In the nutritional composition of the present invention, oxidative decomposition of the lutein contained therein is suppressed. Specifically, when an arbitrary amount of time has elapsed, the decrease in lutein before and after the elapse of time is suppressed compared to when DHA or DHA and ARA are not contained in a specific amount and in a specific ratio. Further, the content of lutein before and after the lapse of time is maintained, and for example, 80% by weight or more of the lutein content at time 0 remains after 30 minutes.
Therefore, in the nutritional composition, the lutein added at the time of manufacture can be maintained at a desired content until the time of ingestion. When the nutritional composition is formula milk, even if the lutein content is at a low concentration comparable to that of breast milk, it is maintained during storage and preparation until the time of consumption.

The suppression of oxidative decomposition of lutein can be confirmed by measuring the absorbance at 470 nm and calculating the amount of decrease based on the fact that lutein discolors when oxidized. Further, confirmation may be made by measuring the amount of lutein using HPLC or LC-MS.

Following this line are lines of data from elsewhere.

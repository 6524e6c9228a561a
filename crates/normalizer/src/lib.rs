pub mod models;
pub mod payloads;
pub mod transform;

pub use models::{Event, EventKind, IssueAction, PullRequestAction, Repository, UserProfile};
pub use payloads::{EventPayload, RepoPayload, UserPayload};
pub use transform::{normalize_event, normalize_repo, normalize_user};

Based on the foregoing, another aspect of the present invention also provides a method for inhibiting oxidative decomposition of lutein contained in a nutritional composition. This method is characterized in that lutein and long-chain polyunsaturated fatty acids are allowed to coexist in the nutritional composition, and the nutritional composition contains lutein at a concentration of 5 μg/L or more and less than 50 μg/L at the time of intake. The nutritional composition contains DHA at a concentration of 20 mg/L or more and 300 mg/L or less at the time of intake, and the nutritional composition includes:
Contains DHA and ARA in a weight ratio of 50:50 to 100:0.

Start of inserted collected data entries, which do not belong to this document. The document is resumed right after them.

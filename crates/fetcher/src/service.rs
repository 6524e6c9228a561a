use std::sync::Arc;

use common::config::FetcherConfig;
use normalizer::models::{Event, Repository, UserProfile};
use normalizer::payloads::{EventPayload, RepoPayload, UserPayload};
use normalizer::{normalize_event, normalize_repo, normalize_user};
use tracing::{info, warn};

use crate::client::GithubClient;
use crate::error::FetchError;

/// A fully materialized activity snapshot. This is the only thing the core
/// ever sees; if any fetch fails the core is simply not invoked.
#[derive(Debug, Clone)]
pub struct Dataset {
    pub profile: UserProfile,
    pub events: Vec<Event>,
    pub repos: Vec<Repository>,
}

pub struct ProfileFetcher<C: GithubClient> {
    client: Arc<C>,
    config: FetcherConfig,
}

impl<C: GithubClient> ProfileFetcher<C> {
    pub fn new(client: Arc<C>, config: FetcherConfig) -> Self {
        Self { client, config }
    }

    /// Profile first, then the event pages in order, then repositories.
    /// Page results are concatenated so the feed stays newest-first across
    /// the window. Entries that fail to decode are skipped, not fatal.
    pub async fn fetch_dataset(&self, login: &str) -> Result<Dataset, FetchError> {
        let user_value = self.client.get_user(login).await?;
        let user: UserPayload = serde_json::from_value(user_value)
            .map_err(|err| FetchError::Decode(anyhow::Error::new(err)))?;
        let profile = normalize_user(&user);

        let mut events = Vec::new();
        for page in 1..=self.config.event_pages {
            let values = self
                .client
                .list_user_events(login, page, self.config.events_per_page)
                .await?;
            for value in values {
                match serde_json::from_value::<EventPayload>(value) {
                    Ok(payload) => events.push(normalize_event(&payload)),
                    Err(err) => warn!(%err, "skipping undecodable event"),
                }
            }
        }

        let mut repos = Vec::new();
        for value in self
            .client
            .list_user_repos(login, self.config.repo_limit)
            .await?
        {
            match serde_json::from_value::<RepoPayload>(value) {
                Ok(payload) => repos.push(normalize_repo(&payload)),
                Err(err) => warn!(%err, "skipping undecodable repository"),
            }
        }

        info!(
            login,
            events = events.len(),
            repos = repos.len(),
            "assembled activity dataset"
        );
        Ok(Dataset {
            profile,
            events,
            repos,
        })
    }
}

Further, as another aspect of the present invention, a lutein oxidative decomposition inhibitor is also provided. This agent is a lutein oxidative decomposition inhibitor containing long-chain polyunsaturated fatty acids, has a DHA content of 20 mg/L or more and 300 mg/L or less at the time of intake, and contains DHA and ARA in a weight ratio of 50: 50 to 100:0, and is intended for inclusion in a nutritional composition containing lutein at a concentration of 5 μg/L or more and less than 50 μg/L at the time of ingestion.

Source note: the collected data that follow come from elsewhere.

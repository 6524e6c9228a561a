pub mod client;
pub mod error;
pub mod service;

pub use client::{GithubClient, RestGithubClient};
pub use error::FetchError;
pub use service::{Dataset, ProfileFetcher};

In the present invention, the term "nutritional composition" refers to a food or drink that is orally ingested, and is not particularly limited, but preferably formula milk, liquid food, etc., and more preferably formula milk. Ingestion targets may be infants, toddlers, children, or adults, but infants and young children are preferred.
Formulated milk includes powdered milk and liquid milk.
According to the Ministerial Ordinance Concerning Ingredient Standards for Milk and Dairy Products (Ministerial Ordinance on Milk, etc.), infant formula is defined as ``processed raw milk, cow's milk, special milk, or foods manufactured using these as raw materials, or as a main ingredient, It is defined as a powdered product with added nutrients.
Prepared liquid milk is defined in the above ministerial ordinance as "a product made by processing raw milk, cow's milk, special milk, or food products made from these as raw materials, or by adding nutrients necessary for infants and infants to liquid form as a main ingredient." .
In addition, formula milk contains nutritional ingredients such as various proteins, fats and oils, carbohydrates, minerals, and vitamins, and includes those processed into powder or liquid form.
In addition, formula milk further includes ``infant formula'', ``infant formula liquid milk'', and ``powdered milk for pregnant women and lactating mothers'', which are foods for special dietary uses stipulated by the Health Promotion Act. Embodiments such as nutritional powder for adults and nutritional powder for the elderly are also included.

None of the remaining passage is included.